**Task**
Transcribe, exactly as they appear, only the lines from the one holding "let raw: Vec<Vec<u8>> = files::read_json(&path)?;" through the end of the entries below.

**Dataset extract**

-----

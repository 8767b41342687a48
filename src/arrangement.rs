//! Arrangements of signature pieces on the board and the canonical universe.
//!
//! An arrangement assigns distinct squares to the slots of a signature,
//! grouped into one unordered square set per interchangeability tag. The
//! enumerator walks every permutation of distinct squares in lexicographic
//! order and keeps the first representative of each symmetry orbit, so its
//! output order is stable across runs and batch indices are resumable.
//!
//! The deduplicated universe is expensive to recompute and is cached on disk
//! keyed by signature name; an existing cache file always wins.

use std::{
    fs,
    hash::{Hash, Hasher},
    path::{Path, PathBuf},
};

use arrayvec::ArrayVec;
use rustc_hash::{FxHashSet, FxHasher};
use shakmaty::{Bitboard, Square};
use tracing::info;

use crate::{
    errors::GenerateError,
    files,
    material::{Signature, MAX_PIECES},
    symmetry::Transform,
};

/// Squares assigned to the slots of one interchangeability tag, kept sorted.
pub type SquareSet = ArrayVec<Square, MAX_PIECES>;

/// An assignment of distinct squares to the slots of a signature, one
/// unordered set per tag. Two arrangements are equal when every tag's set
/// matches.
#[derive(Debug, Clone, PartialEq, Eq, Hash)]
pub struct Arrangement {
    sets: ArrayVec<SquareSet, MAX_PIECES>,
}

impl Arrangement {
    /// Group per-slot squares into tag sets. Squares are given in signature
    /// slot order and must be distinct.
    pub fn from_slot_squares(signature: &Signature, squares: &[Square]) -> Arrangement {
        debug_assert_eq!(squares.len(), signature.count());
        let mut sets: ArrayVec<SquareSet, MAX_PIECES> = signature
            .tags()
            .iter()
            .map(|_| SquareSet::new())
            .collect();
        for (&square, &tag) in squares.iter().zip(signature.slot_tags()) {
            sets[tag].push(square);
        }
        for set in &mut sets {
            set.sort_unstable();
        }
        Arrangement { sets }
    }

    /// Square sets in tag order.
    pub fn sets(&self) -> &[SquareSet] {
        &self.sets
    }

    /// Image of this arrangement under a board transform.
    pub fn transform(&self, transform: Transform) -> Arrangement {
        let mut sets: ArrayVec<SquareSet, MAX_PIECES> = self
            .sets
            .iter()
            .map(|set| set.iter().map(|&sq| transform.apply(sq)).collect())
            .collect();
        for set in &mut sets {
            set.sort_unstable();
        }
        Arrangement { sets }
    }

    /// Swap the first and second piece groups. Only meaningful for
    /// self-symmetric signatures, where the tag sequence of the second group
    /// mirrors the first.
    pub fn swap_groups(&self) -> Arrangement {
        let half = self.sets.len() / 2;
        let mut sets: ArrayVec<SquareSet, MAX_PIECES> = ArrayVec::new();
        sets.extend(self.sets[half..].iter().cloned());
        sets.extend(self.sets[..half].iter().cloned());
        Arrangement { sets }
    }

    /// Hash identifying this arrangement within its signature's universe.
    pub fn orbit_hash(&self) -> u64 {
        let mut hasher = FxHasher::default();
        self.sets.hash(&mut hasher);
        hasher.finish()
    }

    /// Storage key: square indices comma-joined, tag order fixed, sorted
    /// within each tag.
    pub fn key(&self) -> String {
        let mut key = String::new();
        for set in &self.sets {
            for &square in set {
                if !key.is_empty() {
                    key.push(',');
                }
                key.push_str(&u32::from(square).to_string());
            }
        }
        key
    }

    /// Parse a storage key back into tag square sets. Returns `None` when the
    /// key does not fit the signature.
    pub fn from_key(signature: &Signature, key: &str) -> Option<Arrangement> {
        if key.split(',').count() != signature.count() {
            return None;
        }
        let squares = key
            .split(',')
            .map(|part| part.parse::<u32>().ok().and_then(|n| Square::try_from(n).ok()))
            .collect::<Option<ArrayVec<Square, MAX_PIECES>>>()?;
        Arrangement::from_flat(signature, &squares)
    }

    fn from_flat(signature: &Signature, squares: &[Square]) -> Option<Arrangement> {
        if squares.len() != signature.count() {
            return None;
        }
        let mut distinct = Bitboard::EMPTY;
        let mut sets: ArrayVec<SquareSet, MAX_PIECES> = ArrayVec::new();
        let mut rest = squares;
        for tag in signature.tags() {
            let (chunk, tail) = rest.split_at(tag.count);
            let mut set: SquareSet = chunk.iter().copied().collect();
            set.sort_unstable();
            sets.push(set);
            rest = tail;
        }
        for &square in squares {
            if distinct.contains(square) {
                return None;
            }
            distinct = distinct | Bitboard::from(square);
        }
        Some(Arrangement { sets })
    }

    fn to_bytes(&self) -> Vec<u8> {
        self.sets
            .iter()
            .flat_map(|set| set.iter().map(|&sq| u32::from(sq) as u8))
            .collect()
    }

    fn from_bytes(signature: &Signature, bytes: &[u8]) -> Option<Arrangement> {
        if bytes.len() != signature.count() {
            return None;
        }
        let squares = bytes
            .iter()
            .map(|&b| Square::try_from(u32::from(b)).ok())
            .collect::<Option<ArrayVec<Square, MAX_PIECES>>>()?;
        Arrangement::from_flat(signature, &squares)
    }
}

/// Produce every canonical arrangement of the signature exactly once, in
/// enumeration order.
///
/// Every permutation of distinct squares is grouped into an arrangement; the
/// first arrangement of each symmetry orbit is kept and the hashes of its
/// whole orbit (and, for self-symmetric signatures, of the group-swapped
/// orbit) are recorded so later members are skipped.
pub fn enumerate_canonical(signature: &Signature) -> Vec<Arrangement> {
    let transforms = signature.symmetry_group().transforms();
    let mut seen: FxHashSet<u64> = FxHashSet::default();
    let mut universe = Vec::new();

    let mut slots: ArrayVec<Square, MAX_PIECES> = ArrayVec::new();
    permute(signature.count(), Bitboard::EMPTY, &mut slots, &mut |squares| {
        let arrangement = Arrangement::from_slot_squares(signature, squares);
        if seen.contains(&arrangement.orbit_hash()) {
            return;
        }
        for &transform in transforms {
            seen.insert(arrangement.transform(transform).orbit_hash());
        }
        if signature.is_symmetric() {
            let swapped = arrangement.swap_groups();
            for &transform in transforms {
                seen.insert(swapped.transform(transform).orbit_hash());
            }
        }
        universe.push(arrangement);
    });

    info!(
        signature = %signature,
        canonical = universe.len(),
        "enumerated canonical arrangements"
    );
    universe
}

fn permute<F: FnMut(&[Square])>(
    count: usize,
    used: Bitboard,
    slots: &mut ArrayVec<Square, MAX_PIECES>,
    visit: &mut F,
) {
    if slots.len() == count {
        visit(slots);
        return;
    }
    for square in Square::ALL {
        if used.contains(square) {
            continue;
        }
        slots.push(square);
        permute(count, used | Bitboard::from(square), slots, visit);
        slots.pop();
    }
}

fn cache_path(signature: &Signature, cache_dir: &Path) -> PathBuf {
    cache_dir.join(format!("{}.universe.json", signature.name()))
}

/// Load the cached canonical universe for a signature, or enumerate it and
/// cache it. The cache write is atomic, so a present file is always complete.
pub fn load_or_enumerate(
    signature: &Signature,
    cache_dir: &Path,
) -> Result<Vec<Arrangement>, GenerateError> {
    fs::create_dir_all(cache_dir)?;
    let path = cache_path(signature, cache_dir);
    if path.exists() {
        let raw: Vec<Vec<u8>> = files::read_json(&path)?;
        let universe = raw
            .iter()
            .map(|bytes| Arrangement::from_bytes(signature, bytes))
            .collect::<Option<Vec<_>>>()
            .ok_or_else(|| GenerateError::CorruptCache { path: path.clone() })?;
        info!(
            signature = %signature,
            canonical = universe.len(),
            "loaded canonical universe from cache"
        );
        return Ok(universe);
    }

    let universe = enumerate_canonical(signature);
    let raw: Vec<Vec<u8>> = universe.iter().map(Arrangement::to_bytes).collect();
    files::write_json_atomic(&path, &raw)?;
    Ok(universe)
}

-----

**Finished task**
        let raw: Vec<Vec<u8>> = files::read_json(&path)?;
        let universe = raw
            .iter()
            .map(|bytes| Arrangement::from_bytes(signature, bytes))
            .collect::<Option<Vec<_>>>()
            .ok_or_else(|| GenerateError::CorruptCache { path: path.clone() })?;
        info!(
            signature = %signature,
            canonical = universe.len(),
            "loaded canonical universe from cache"
        );
        return Ok(universe);
    }

    let universe = enumerate_canonical(signature);
    let raw: Vec<Vec<u8>> = universe.iter().map(Arrangement::to_bytes).collect();
    files::write_json_atomic(&path, &raw)?;
    Ok(universe)
}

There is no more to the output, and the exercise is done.